21 thoughts on “Bark Beetles and Fire: Two Forces of Nature Transforming Western Forests”

  1. That paper is quite narrow in scope, only applicable to pure lodgepole stands. They barely even mention ponderosa pines, which are at lower and drier elevations than lodgepoles. What is fairly common in ponderosa pine is that when wildfires burn, even those that stay on the ground, the cambium layers are subjected to high heat, essentially killing an otherwise perfectly green and healthy tree. This results in ponderosas taking a long time to die, making them into longterm “brood trees”, supplying clouds of bark beetles, ready to feast on the rest of the stand. We’ve seen this mechanism in action in ponderosa forests for many years. So, not only do fires follow bark beetles, bark beetles also follow fires, making for a vicious circle of death and fiery destruction, resulting in a landscape devoid of essential drought-resistant pines which harbor endangered species.

    The paper also wrongly says that “The dead trees become hosts not only to the beetles, which colonize them to feed and reproduce…”. Bark beetles do not attack dead trees, and once the cambium is dead, the tree is no longer “habitat”. Applying this paper to all western forests is just wrong… dangerously wrong. We have an opportunity to reduce the soils damages from high-intensity fires burning in the fuels accumulations at ground level. Indeed, the hydrophobicity, the loss of soil organic matter and nutrient losses make such fires much more damaging but, those fire guys don’t want to talk about such “esoterica”.

  2. We have a bark beetle epidemic effecting the un-burnt lodgepole stands adjacent to areas burnt in the massive 2007 fires in west central Idaho. Coincidence, maybe….but I know where I’m doing my fuels reduction project (cutting my firewood) this coming summer.

  3. Larry says “We have an opportunity to reduce the soils damages from high-intensity fires burning in the fuels accumulations at ground level. Indeed, the hydrophobicity, the loss of soil organic matter and nutrient losses make such fires much more damaging …”

    Soil damage and hydrophobicity from wildfire are overstated.
    1. These effects are part of the natural disturbance regime. Fish, wildlife, plants, and trees all evolved with it. Value judgments must consider this.
    2 When soil “damage” happens it typically occurs in patches, usually only a small part of the landscape.
    3. Soil damage from fire must be weighed against soil damage from logging intended to address fire, including: roads, landings, burn piles, and heavy machinery, weeds, (and increased fire intensity when things go wrong such as wildfire that occurs before activity fuels are treated) etc.

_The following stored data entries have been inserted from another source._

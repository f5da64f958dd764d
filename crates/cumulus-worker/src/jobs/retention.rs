//! Activity-log retention pruning.

use std::sync::Arc;

use tracing::{error, info};

use cumulus_core::config::worker::WorkerConfig;
use cumulus_service::ActivityService;

/// Prunes activity records past the retention window.
#[derive(Debug, Clone)]
pub struct RetentionJob {
    activity: Arc<ActivityService>,
    retention_days: u32,
}

impl RetentionJob {
    /// Creates a new retention job.
    pub fn new(activity: Arc<ActivityService>, config: &WorkerConfig) -> Self {
        Self {
            activity,
            retention_days: config.activity_retention_days,
        }
    }

    /// Run one pruning pass. Errors are logged, never propagated — the
    /// scheduler will try again on the next tick.
    pub async fn run(&self) {
        match self.activity.prune(self.retention_days).await {
            Ok(deleted) => {
                info!(
                    deleted,
                    retention_days = self.retention_days,
                    "Activity retention pass complete"
                );
            }
            Err(e) => {
                error!(error = %e, "Activity retention pass failed");
            }
        }
    }
}
//! Folder endpoints.

use axum::extract::{Path, Query, State};
use axum::Json;
use serde::Deserialize;
use uuid::Uuid;
use validator::Validate;

use cumulus_core::error::AppError;
use cumulus_service::hierarchy::folder::CreateFolderRequest as SvcCreateFolder;

use crate::dto::request::{CreateFolderRequest, RenameRequest};
use crate::dto::response::{message, ok};
use crate::error::ApiError;
use crate::extractors::{AuthUser, RangeQuery};
use crate::state::AppState;

/// Query parameters for `GET /api/folders`.
#[derive(Debug, Deserialize)]
pub struct ListFoldersQuery {
    /// Parent folder to list (absent = roots).
    pub parent_id: Option<Uuid>,
    /// Window limit.
    pub limit: Option<u32>,
    /// Window offset.
    pub offset: Option<u32>,
}

/// GET /api/folders
pub async fn list_folders(
    State(state): State<AppState>,
    auth: AuthUser,
    Query(params): Query<ListFoldersQuery>,
) -> Result<Json<serde_json::Value>, ApiError> {
    let range = RangeQuery {
        limit: params.limit,
        offset: params.offset,
    }
    .resolve();

    let page = state
        .folder_service
        .list_folders(&auth, params.parent_id, range)
        .await?;

    Ok(ok(page))
}

/// GET /api/folders/{id}
pub async fn get_folder(
    State(state): State<AppState>,
    auth: AuthUser,
    Path(id): Path<Uuid>,
) -> Result<Json<serde_json::Value>, ApiError> {
    let folder = state.folder_service.get_folder(&auth, id).await?;
    Ok(ok(folder))
}

/// POST /api/folders
pub async fn create_folder(
    State(state): State<AppState>,
    auth: AuthUser,
    Json(req): Json<CreateFolderRequest>,
) -> Result<Json<serde_json::Value>, ApiError> {
    req.validate()
        .map_err(|e| ApiError(AppError::validation(e.to_string())))?;

    let folder = state
        .folder_service
        .create_folder(
            &auth,
            SvcCreateFolder {
                name: req.name,
                parent_id: req.parent_id,
            },
        )
        .await?;

    Ok(ok(folder))
}

/// PATCH /api/folders/{id}/rename
pub async fn rename_folder(
    State(state): State<AppState>,
    auth: AuthUser,
    Path(id): Path<Uuid>,
    Json(req): Json<RenameRequest>,
) -> Result<Json<serde_json::Value>, ApiError> {
    req.validate()
        .map_err(|e| ApiError(AppError::validation(e.to_string())))?;

    let folder = state
        .folder_service
        .rename_folder(&auth, id, &req.new_name)
        .await?;

    Ok(ok(folder))
}

/// DELETE /api/folders/{id}
pub async fn delete_folder(
    State(state): State<AppState>,
    auth: AuthUser,
    Path(id): Path<Uuid>,
) -> Result<Json<serde_json::Value>, ApiError> {
    state.folder_service.delete_folder(&auth, id).await?;
    Ok(message("Folder deleted successfully"))
}

/// GET /api/folders/{id}/path
pub async fn folder_path(
    State(state): State<AppState>,
    auth: AuthUser,
    Path(id): Path<Uuid>,
) -> Result<Json<serde_json::Value>, ApiError> {
    let trail = state.folder_service.folder_path(&auth, id).await?;
    Ok(ok(trail))
}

    • Most of my career has been spent doing salvage logging projects (due to a lack of proper stewardship), and I have seen major erosion events on each and every project. None of them were caused by logging. The push for including floods as “natural and beneficial” won’t “hold water”. Today’s fires cause a lot more damage, due to the extreme fuels build-ups, especially close to the ground. The Biscuit, the Bitterroot fires, the McNally Fire, the Rabbit Creek Fire, and the SoCal fires are just some of the incidents that have caused catastrophic erosion I have seen personally.

      Soil impacts from thinning projects are MUCH less than, say, a landslide that brings down 150,000 cubic yards of landslide, damming up the Boise River and washing out roads. Damage from thinning projects are mitigated and minimized, healing over quite rapidly. Wildfires burn on all lands, including steep, highly erodible terrain, where thinning projects stay on gentler ground, staying out of riparian areas, and reducing fuels that feed firestorms.

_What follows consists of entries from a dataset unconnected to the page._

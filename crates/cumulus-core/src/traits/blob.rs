//! Blob store trait for pluggable binary storage backends.

use async_trait::async_trait;
use bytes::Bytes;

use crate::result::AppResult;

/// Trait for content storage backends.
///
/// The store is addressed purely by opaque ids of its own choosing: `put`
/// generates and returns the id, and no other structure (paths, folders,
/// owners) leaks into this layer. Implementations exist for the local
/// filesystem, in-memory maps, and S3-compatible object stores; the trait is
/// defined here in `cumulus-core` and implemented in `cumulus-storage`.
#[async_trait]
pub trait BlobStore: Send + Sync + std::fmt::Debug + 'static {
    /// Return the provider type name (e.g., "local", "s3").
    fn provider_type(&self) -> &str;

    /// Check whether the provider is healthy and reachable.
    async fn health_check(&self) -> AppResult<bool>;

    /// Store a blob and return its newly assigned opaque id.
    async fn put(&self, data: Bytes) -> AppResult<String>;

    /// Read a blob into memory. Fails with `NotFound` for unknown ids.
    async fn get(&self, storage_id: &str) -> AppResult<Bytes>;

    /// Delete a blob. Deleting an unknown id is a no-op.
    async fn delete(&self, storage_id: &str) -> AppResult<()>;

    /// Check whether a blob exists.
    async fn exists(&self, storage_id: &str) -> AppResult<bool>;
}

      Obviously, you don’t seem to know about modern fuels treatments, Tree. Whole-tree yarding eliminates the limbs and tops, resulting in a significant reduction of fuels, readying that land for a regular program of safe prescribed fires.

      If these fires guys can’t understand the bark beetle’s life cycle, the paper they offer has limited value.

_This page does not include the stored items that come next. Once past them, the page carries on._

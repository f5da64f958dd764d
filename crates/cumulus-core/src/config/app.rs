//! HTTP server configuration.

use serde::{Deserialize, Serialize};

/// Listener settings for the HTTP server.
#[derive(Debug, Clone, Serialize, Deserialize)]
#[serde(default)]
pub struct ServerConfig {
    /// Bind address.
    pub host: String,
    /// Bind port.
    pub port: u16,
    /// Graceful shutdown timeout in seconds.
    pub shutdown_grace_seconds: u64,
    /// CORS settings.
    pub cors: CorsConfig,
}

impl Default for ServerConfig {
    fn default() -> Self {
        Self {
            host: "0.0.0.0".to_string(),
            port: 8080,
            shutdown_grace_seconds: 30,
            cors: CorsConfig::default(),
        }
    }
}

/// Cross-origin request settings.
#[derive(Debug, Clone, Serialize, Deserialize)]
#[serde(default)]
pub struct CorsConfig {
    /// Origins allowed to call the API. `["*"]` opens it up, development only.
    pub allowed_origins: Vec<String>,
    /// Preflight cache lifetime in seconds.
    pub max_age_seconds: u64,
}

impl Default for CorsConfig {
    fn default() -> Self {
        Self {
            allowed_origins: vec!["*".to_string()],
            max_age_seconds: 3600,
        }
    }
}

  4. Well, at least the story mentioned the work of Matt Jolly and Dana Hicks. I don’t want to waste my day analizing it, but wasn’t their research and observations based on “real life” wildfires in the “red needle” phase while the other guys were based on “fuel models.” Did I read that right?

    I don’t care what happened in Yellowstone 20 years ago. As a bit of an aside to that, Targhee National Forest had a MPB epidemic that was much worse than Yellowstone (lower elev.).It was heavily roaded and heavily salvaged. It stands to reason that it had the same “fire weather” that Yellowstone did-and yet NONE of it burned. The Yellowstone fires tried to burn into it, but were stopped by the regenerated clearcuts as the fine research work by Phillip Omi demonstrated (have these guys even read Omi’s work on the North Fork fire). It’s too late now, but it does make thoughtfull people wonder “how many lightning fires were ignited in Targhee VS Yellowstone and how many of these “spot” fires were snuffed out by 10AM in Targhee that would have turned into a half million acre North Fork Fire if Targhee would have been a part of Yellowstone”.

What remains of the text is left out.